Se si accetta questa impostazione – la quale, al di là delle preferenze ideologiche individuali, può essere dimostrata sulla base di puntuali riscontri normativi – allora la tesi dell’“impugnazione-merito”, secondo la formulazione appena fornita, impone di negare (al pari di quanto discende dall’adesione all’idea della natura puramente impugnatoria del processo)  l’esattezza dei principi contenuti nell’ordinanza in commento.

3. L’inaccettabilità dei principi affermati dall’ordinanza

In particolare, secondo la tesi dell’“impugnazione-merito” (correttamente intesa) e anche secondo quella che configura il processo tributario come un giudizio di mero annullamento:

(a) la dichiarazione non è un atto avente la mera funzione di determinare il soggetto sul quale incombe l’onere della prova e la sua omissione ha conseguenze di natura sostanziale;

(b) un credito del contribuente che non sia stato esposto in dichiarazione o non sia stato chiesto a rimborso e, come tale, non abbia formato oggetto di un controllo preventivo da parte dell’amministrazione, non può essere dedotto in giudizio per la prima volta, anche perché questo implicherebbe lo svolgimento di una specifica fase istruttoria rispetto alla quale la disciplina del processo si dimostra del tutto insufficiente;

(c) l’amministrazione può contestare l’esistenza di un credito solo nell’ambito dello svolgimento della corrispondente funzione amministrativa (e secondo i relativi termini e modalità), cosicché tale contestazione non può avvenire per la prima volta nel processo anche perché la disciplina processuale non consente l’integrazione dei motivi né alla parte resistente, né alla parte ricorrente;

(d) il contraddittorio non ha natura difensiva, ma è un momento “partecipativo”, ovvero assolve una fondamentale funzione di collaborazione fra le parti nello svolgimento della funzione amministrativa; cosicché, la sua necessità non può essere negata in ragione della possibilità per il contribuente di far valere le medesime ragioni in sede processuale. In mancanza di univoci indicatori normativi, la soluzione relativa alla necessarietà del contraddittorio è, ovviamente, altrettanto non univoca, ma essa dipende esclusivamente dal valore che si intenda dare al principio della collaborazione e della partecipazione del contribuente all’accertamento, a nulla rilevando il distinto problema della difesa del contribuente in giudizio;

(e) al di là di specifici divieti, il giudice non può comunque mai operare una rilevazione officiosa dell’inquadramento fattuale e giuridico dei presupposti della rettifica.
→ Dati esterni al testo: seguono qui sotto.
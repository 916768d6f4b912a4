use std::collections::HashMap;

use async_trait::async_trait;
use serde::Deserialize;

use super::{check, transport};
use crate::error::ServerError;

/// Resolved venue.
#[derive(Debug, Clone, Default, PartialEq)]
pub struct Place {
    pub address: String,
    pub lat: f64,
    pub lng: f64,
    /// Minutes east of UTC.
    pub utc_offset: i32,
}

#[async_trait]
pub trait Places: Send + Sync {
    async fn details(&self, place_id: &str) -> Result<Place, ServerError>;
}

/// Place-details endpoint returning `{status, result: {formatted_address,
/// geometry: {location: {lat, lng}}, utc_offset}}`.
pub struct HttpPlaces {
    http: reqwest::Client,
    url: String,
    api_key: String,
}

impl HttpPlaces {
    pub fn new(http: reqwest::Client, url: &str, api_key: String) -> Self {
        Self {
            http,
            url: url.to_string(),
            api_key,
        }
    }
}

#[derive(Deserialize)]
struct DetailsResponse {
    status: String,
    result: Option<DetailsResult>,
}

#[derive(Deserialize)]
struct DetailsResult {
    #[serde(default)]
    formatted_address: String,
    geometry: Geometry,
    #[serde(default)]
    utc_offset: i32,
}

#[derive(Deserialize)]
struct Geometry {
    location: Location,
}

#[derive(Deserialize)]
struct Location {
    lat: f64,
    lng: f64,
}

#[async_trait]
impl Places for HttpPlaces {
    async fn details(&self, place_id: &str) -> Result<Place, ServerError> {
        let response = self
            .http
            .get(&self.url)
            .query(&[("placeid", place_id), ("key", self.api_key.as_str())])
            .send()
            .await
            .map_err(transport("places"))?;
        let body: DetailsResponse = check("places", response)
            .await?
            .json()
            .await
            .map_err(transport("places"))?;
        match (body.status.as_str(), body.result) {
            ("OK", Some(result)) => Ok(Place {
                address: result.formatted_address,
                lat: result.geometry.location.lat,
                lng: result.geometry.location.lng,
                utc_offset: result.utc_offset,
            }),
            ("NOT_FOUND" | "INVALID_REQUEST", _) => {
                Err(ServerError::invalid("place_id", "We could not find that place"))
            }
            (status, _) => Err(ServerError::external("places", status)),
        }
    }
}

/// Fixed table of places. Unknown IDs resolve to an empty address.
#[derive(Default)]
pub struct StaticPlaces {
    places: HashMap<String, Place>,
}

impl StaticPlaces {
    pub fn with(mut self, place_id: &str, place: Place) -> Self {
        self.places.insert(place_id.to_string(), place);
        self
    }
}

#[async_trait]
impl Places for StaticPlaces {
    async fn details(&self, place_id: &str) -> Result<Place, ServerError> {
        Ok(self.places.get(place_id).cloned().unwrap_or_default())
    }
}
È evidente che questi corollari dell’impostazione prescelta – che, lo ripeto, sono la conseguenza del riconoscimento della centralità della funzione amministrativa nell’attuazione dei tributi – sono del tutto distanti dagli orientamenti prevalenti in giurisprudenza.

Ma questo, a mio avviso, dipende essenzialmente dal fatto che i giudici della Cassazione sono distanti per formazione giuridica e per il momento stesso in cui si colloca il loro sindacato, sia dalla concreta esperienza applicativa dei tributi, sia dalla percezione della rilevanza della fase amministrativa e della relativa disciplina.

Talché essi sono probabilmente convinti veramente che la concezione del processo che essi promuovono con ordinanze come quella in esame costituisca un progresso dal punto di vista della “civiltà giuridica” e non riescono a percepire che, invece, il loro intervento scompagina i principi e aumenta l’incertezza applicativa.